B. The ‘Port1’ or ‘Internal’ interface has the IP address 192.168.1.99. 

C. The implicit firewall policy action is ACCEPT. 

D. The ‘Port1’ or ‘Internal’ interface has a DHCP server set up and enabled (on device models that support DHCP servers). 

E. Default login uses the username: admin (all lowercase) and no password. 

Answer: B,D,E 

Q36. - (Topic 6) 

You are the administrator in charge of a FortiGate acting as an IPsec VPN gateway using route-based mode. Users from either side must be able to initiate new sessions.

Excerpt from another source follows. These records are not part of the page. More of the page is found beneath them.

use async_trait::async_trait;
use papergraph_common::{NewActivity, Page, Result, StatField, UserFollow, UserId};

use super::{apply_delta, insert_activity, PgStore};
use crate::traits::FollowRepository;

const FOLLOW_COLUMNS: &str = "id, follower_id, following_id, created_at, deleted_at";

#[async_trait]
impl FollowRepository for PgStore {
    async fn insert_follow(
        &self,
        follower_id: UserId,
        following_id: UserId,
        activity: NewActivity,
    ) -> Result<Option<UserFollow>> {
        let mut tx = self.pool.begin().await?;

        let sql = format!(
            r#"
            INSERT INTO user_follows (follower_id, following_id)
            VALUES ($1, $2)
            ON CONFLICT (follower_id, following_id) WHERE deleted_at IS NULL DO NOTHING
            RETURNING {FOLLOW_COLUMNS}
            "#
        );
        let edge = sqlx::query_as::<_, UserFollow>(&sql)
            .bind(follower_id)
            .bind(following_id)
            .fetch_optional(&mut *tx)
            .await?;

        let Some(edge) = edge else {
            return Ok(None);
        };

        insert_activity(&mut *tx, &activity).await?;
        apply_delta(&mut *tx, follower_id, StatField::FollowingCount, 1).await?;
        apply_delta(&mut *tx, following_id, StatField::FollowerCount, 1).await?;

        tx.commit().await?;
        Ok(Some(edge))
    }

    async fn remove_follow(
        &self,
        follower_id: UserId,
        following_id: UserId,
        activity: Option<NewActivity>,
    ) -> Result<Option<UserFollow>> {
        let mut tx = self.pool.begin().await?;

        let sql = format!(
            r#"
            UPDATE user_follows
            SET deleted_at = now()
            WHERE follower_id = $1 AND following_id = $2 AND deleted_at IS NULL
            RETURNING {FOLLOW_COLUMNS}
            "#
        );
        let edge = sqlx::query_as::<_, UserFollow>(&sql)
            .bind(follower_id)
            .bind(following_id)
            .fetch_optional(&mut *tx)
            .await?;

        let Some(edge) = edge else {
            return Ok(None);
        };

        if let Some(activity) = &activity {
            insert_activity(&mut *tx, activity).await?;
        }
        apply_delta(&mut *tx, follower_id, StatField::FollowingCount, -1).await?;
        apply_delta(&mut *tx, following_id, StatField::FollowerCount, -1).await?;

        tx.commit().await?;
        Ok(Some(edge))
    }

    async fn is_following(&self, follower_id: UserId, following_id: UserId) -> Result<bool> {
        let row = sqlx::query_as::<_, (bool,)>(
            r#"
            SELECT EXISTS (
                SELECT 1 FROM user_follows
                WHERE follower_id = $1 AND following_id = $2 AND deleted_at IS NULL
            )
            "#,
        )
        .bind(follower_id)
        .bind(following_id)
        .fetch_one(&self.pool)
        .await?;

        Ok(row.0)
    }

    async fn list_following(&self, user_id: UserId, page: Page) -> Result<Vec<UserFollow>> {
        let sql = format!(
            r#"
            SELECT {FOLLOW_COLUMNS} FROM user_follows
            WHERE follower_id = $1 AND deleted_at IS NULL
            ORDER BY created_at DESC, id DESC
            LIMIT $2 OFFSET $3
            "#
        );
        sqlx::query_as::<_, UserFollow>(&sql)
            .bind(user_id)
            .bind(page.limit)
            .bind(page.offset)
            .fetch_all(&self.pool)
            .await
            .map_err(Into::into)
    }

    async fn list_followers(&self, user_id: UserId, page: Page) -> Result<Vec<UserFollow>> {
        let sql = format!(
            r#"
            SELECT {FOLLOW_COLUMNS} FROM user_follows
            WHERE following_id = $1 AND deleted_at IS NULL
            ORDER BY created_at DESC, id DESC
            LIMIT $2 OFFSET $3
            "#
        );
        sqlx::query_as::<_, UserFollow>(&sql)
            .bind(user_id)
            .bind(page.limit)
            .bind(page.offset)
            .fetch_all(&self.pool)
            .await
            .map_err(Into::into)
    }

    async fn following_ids(&self, user_id: UserId) -> Result<Vec<UserId>> {
        let rows = sqlx::query_as::<_, (i64,)>(
            r#"
            SELECT following_id FROM user_follows
            WHERE follower_id = $1 AND deleted_at IS NULL
            ORDER BY following_id
            "#,
        )
        .bind(user_id)
        .fetch_all(&self.pool)
        .await?;

        Ok(rows.into_iter().map(|r| r.0).collect())
    }
}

There is only 1 subnet at either end and the FortiGate already has a default route. 

Which two configuration steps are required to achieve these objectives? (Choose two.) 

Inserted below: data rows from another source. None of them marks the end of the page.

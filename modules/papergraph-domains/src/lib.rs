//! Services for the papergraph social core.
//!
//! Every service holds an `Arc<dyn Store>` handed in at construction. Business
//! rules (thresholds, no-op cases, ownership, validation) live here; the store
//! only persists units of work.

pub mod activity;
pub mod analysis;
pub mod badges;
pub mod comments;
pub mod evaluations;
pub mod feed;
pub mod reactions;
pub mod services;
pub mod social;
pub mod stats;
pub mod subscriptions;

pub use activity::{ActivityLog, ActivityQuery, CreateActivity};
pub use analysis::{AnalysisDocument, AnalysisTasks};
pub use badges::{BadgeEngine, BadgeKind, ReconcileReport};
pub use comments::Comments;
pub use evaluations::{EvaluationDraft, Evaluations};
pub use feed::FeedComposer;
pub use reactions::ReactionLedger;
pub use services::Services;
pub use social::SocialGraph;
pub use stats::StatsStore;
pub use subscriptions::SubscriptionRewards;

A. Create one firewall policy. 

B. Create two firewall policies. 

C. Add a route to the remote subnet. 

D. Add two IPsec phases 2. 

Answer: B,C 

Q37. - (Topic 22) 

Which IP packets can be hardware-accelerated by a NP6 processor? (Choose two.) 

A. Fragmented packet. 

B. Multicast packet. 

C. SCTP packet. 

D. GRE packet. 

Answer: B,C 

Q38. - (Topic 17) 

FSSO provides a single sign on solution to authenticate users transparently to a FortiGate unit using credentials stored in Windows active directory. 

Which of the following statements are correct regarding FSSO in a Windows domain environment when agent mode is used? (Choose two.) 

A. An FSSO collector agent must be installed on every domain controller. 

B. An FSSO domain controller agent must be installed on every domain controller. 

C. The FSSO domain controller agent will regularly update user logon information on the FortiGate unit. 

D. The FSSO collector agent will receive user logon information from the domain controller agent and will send it to the FortiGate unit. 

Answer: B,D 

Q39. - (Topic 12) 

Which statements are correct regarding virtual domains (VDOMs)? (Choose two.) 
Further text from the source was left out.